Problem requirements => Wherever a line in the records contains the word "context", return that line.

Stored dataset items

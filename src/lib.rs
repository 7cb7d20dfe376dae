// src/lib.rs
// Library interface for bounty-scout
pub mod cli;
pub mod manual;
pub mod normalize;
pub mod pipeline;
pub mod platforms;
pub mod report;
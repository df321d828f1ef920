use crate::delivery::Delivery;
use crate::handler::DeliveryHandler;

use std::collections::HashMap;
use std::error::Error;
use std::fmt::Debug;

use async_trait::async_trait;
use bytes::Bytes;

/// Marker trait for broker errors.
pub trait BrokerError: Error + Send + Sync + 'static {
    /// Whether the broker rejected the operation due to backpressure.
    fn is_full(&self) -> bool {
        false
    }
}

/// A trait representing a pub/sub broker client.
///
/// Topics are durable publish targets shared by every process using the
/// broker. Subscriptions are receive endpoints bound to a single topic and
/// consumed by one process.
#[async_trait]
pub trait Broker
where
    Self: Clone + Debug + Send + Sync + 'static,
{
    /// The error type for the broker.
    type Error: BrokerError;

    /// The delivery handle passed to subscription handlers.
    type Delivery: Delivery<Error = Self::Error>;

    /// Creates the named topic. Callers resolve each topic at most once, but
    /// the broker must tolerate re-creation of an existing name.
    async fn create_topic(&self, name: &str) -> Result<(), Self::Error>;

    /// Publishes a message to the topic and awaits the broker's
    /// acknowledgment. Backpressure rejections surface as errors whose
    /// [`BrokerError::is_full`] is true.
    async fn publish(
        &self,
        topic: &str,
        payload: Bytes,
        attributes: HashMap<String, String>,
    ) -> Result<(), Self::Error>;

    /// Creates a subscription bound to the given topic.
    async fn create_subscription(&self, name: &str, topic: &str) -> Result<(), Self::Error>;

    /// Binds a delivery callback to the subscription. The handler is invoked
    /// once per inbound message, on an execution context the broker owns.
    async fn subscribe<X>(&self, subscription: &str, handler: X) -> Result<(), Self::Error>
    where
        X: DeliveryHandler<Self::Delivery>;

    /// Deletes the subscription, stopping delivery to its handler.
    async fn delete_subscription(&self, name: &str) -> Result<(), Self::Error>;
}
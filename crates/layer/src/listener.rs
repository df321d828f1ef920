use crate::buffer::PutOutcome;
use crate::config::OverflowPolicy;
use crate::inbound::Inbound;

use std::sync::Arc;

use async_trait::async_trait;
use thiserror::Error;
use tracing::{debug, warn};
use weft_broker::{Delivery, DeliveryHandler, DeliveryHandlerError};

/// Error type for the inbound delivery listener.
#[derive(Clone, Debug, Error)]
pub(crate) enum ListenerError {
    /// Failed to acknowledge a delivery that was discarded locally.
    #[error("failed to acknowledge discarded delivery")]
    Ack,
}

impl DeliveryHandlerError for ListenerError {}

/// Pushes broker deliveries into the owning channel's dedup buffer.
///
/// Invoked once per inbound message from the broker's own execution context.
/// Deliveries that will never reach a receiver (suppressed duplicates, drop
/// policy victims) are acknowledged here; enqueued deliveries are
/// acknowledged by the receiver that pops them.
#[derive(Debug)]
pub(crate) struct InboundListener<M>
where
    M: Delivery,
{
    channel: String,
    inbound: Arc<Inbound<M>>,
}

impl<M> Clone for InboundListener<M>
where
    M: Delivery,
{
    fn clone(&self) -> Self {
        Self {
            channel: self.channel.clone(),
            inbound: Arc::clone(&self.inbound),
        }
    }
}

impl<M> InboundListener<M>
where
    M: Delivery,
{
    pub(crate) const fn new(channel: String, inbound: Arc<Inbound<M>>) -> Self {
        Self { channel, inbound }
    }
}

#[async_trait]
impl<M> DeliveryHandler<M> for InboundListener<M>
where
    M: Delivery,
{
    type Error = ListenerError;

    async fn handle(&self, delivery: M) -> Result<(), ListenerError> {
        match self.inbound.deposit(&self.channel, delivery).await {
            PutOutcome::Enqueued => Ok(()),
            PutOutcome::Duplicate(duplicate) => {
                debug!(channel = %self.channel, "suppressed duplicate delivery");
                duplicate.ack().await.map_err(|_| ListenerError::Ack)
            }
            PutOutcome::Evicted(oldest) => {
                warn!(channel = %self.channel, "buffer full, dropped oldest pending message");
                oldest.ack().await.map_err(|_| ListenerError::Ack)
            }
            PutOutcome::Rejected(newest) => {
                if self.inbound.overflow() == OverflowPolicy::DropNewest {
                    warn!(channel = %self.channel, "buffer full, dropped incoming message");
                    newest.ack().await.map_err(|_| ListenerError::Ack)
                } else {
                    warn!(channel = %self.channel, "buffer full, leaving delivery unacknowledged");
                    Ok(())
                }
            }
        }
    }
}
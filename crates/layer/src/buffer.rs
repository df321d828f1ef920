use crate::config::OverflowPolicy;

use std::collections::{HashMap, HashSet, VecDeque};
use std::time::Duration;

use tokio::time::Instant;

/// Canonical identity of a message: its attribute pairs in sorted order.
pub(crate) type DedupKey = Vec<(String, String)>;

/// Computes the dedup key for an attribute mapping.
pub(crate) fn dedup_key(attributes: &HashMap<String, String>) -> DedupKey {
    let mut pairs: Vec<(String, String)> = attributes
        .iter()
        .map(|(k, v)| (k.clone(), v.clone()))
        .collect();
    pairs.sort();
    pairs
}

/// Result of offering an item to a [`DedupBuffer`].
#[derive(Debug)]
pub(crate) enum PutOutcome<M> {
    /// A value-equal item is already pending; the newcomer is handed back.
    Duplicate(M),

    /// The item is now pending.
    Enqueued,

    /// The item is now pending; the oldest pending item was evicted to make
    /// room and is handed back.
    Evicted(M),

    /// The buffer is at capacity and the policy refused the newcomer.
    Rejected(M),
}

#[derive(Debug)]
struct Entry<M> {
    arrived: Instant,
    item: M,
    key: DedupKey,
}

/// Bounded, insertion-ordered queue of pending items that suppresses
/// duplicate enqueue of value-equal items.
///
/// Membership is tracked in a hash set of canonical keys, so duplicate
/// checks do not scan the queue.
#[derive(Debug)]
pub(crate) struct DedupBuffer<M> {
    capacity: usize,
    entries: VecDeque<Entry<M>>,
    pending: HashSet<DedupKey>,
    policy: OverflowPolicy,
}

impl<M> DedupBuffer<M> {
    pub(crate) fn new(capacity: usize, policy: OverflowPolicy) -> Self {
        Self {
            capacity: capacity.max(1),
            entries: VecDeque::new(),
            pending: HashSet::new(),
            policy,
        }
    }

    /// Offers an item under the given key, applying dedup and the overflow
    /// policy.
    pub(crate) fn put(&mut self, key: DedupKey, item: M) -> PutOutcome<M> {
        if self.pending.contains(&key) {
            return PutOutcome::Duplicate(item);
        }

        let mut evicted = None;
        if self.entries.len() >= self.capacity {
            match self.policy {
                OverflowPolicy::DropOldest => {
                    if let Some(oldest) = self.entries.pop_front() {
                        self.pending.remove(&oldest.key);
                        evicted = Some(oldest.item);
                    }
                }
                OverflowPolicy::DropNewest | OverflowPolicy::Reject => {
                    return PutOutcome::Rejected(item);
                }
            }
        }

        self.pending.insert(key.clone());
        self.entries.push_back(Entry {
            arrived: Instant::now(),
            item,
            key,
        });

        evicted.map_or(PutOutcome::Enqueued, PutOutcome::Evicted)
    }

    /// Removes and returns the oldest pending item.
    pub(crate) fn take(&mut self) -> Option<M> {
        self.entries.pop_front().map(|entry| {
            self.pending.remove(&entry.key);
            entry.item
        })
    }

    /// Drains items that have been pending longer than `max_age`.
    pub(crate) fn sweep_expired(&mut self, max_age: Duration) -> Vec<M> {
        let now = Instant::now();
        let mut expired = Vec::new();
        loop {
            let stale = self
                .entries
                .front()
                .is_some_and(|entry| now.duration_since(entry.arrived) > max_age);
            if !stale {
                break;
            }
            if let Some(entry) = self.entries.pop_front() {
                self.pending.remove(&entry.key);
                expired.push(entry.item);
            }
        }
        expired
    }

    pub(crate) fn is_empty(&self) -> bool {
        self.entries.is_empty()
    }
}
use crate::delivery::Delivery;

use std::error::Error;

use async_trait::async_trait;

/// Marker trait for delivery handler errors.
pub trait DeliveryHandlerError: Error + Send + Sync + 'static {}

/// A trait representing a subscription's delivery callback.
#[async_trait]
pub trait DeliveryHandler<M>
where
    Self: Clone + Send + Sync + 'static,
    M: Delivery,
{
    /// The error type for the handler.
    type Error: DeliveryHandlerError;

    /// Handles the given delivery.
    async fn handle(&self, delivery: M) -> Result<(), Self::Error>;
}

Solution to the problem =>
    /// once per inbound message, on an execution context the broker owns.
/// Invoked once per inbound message from the broker's own execution context.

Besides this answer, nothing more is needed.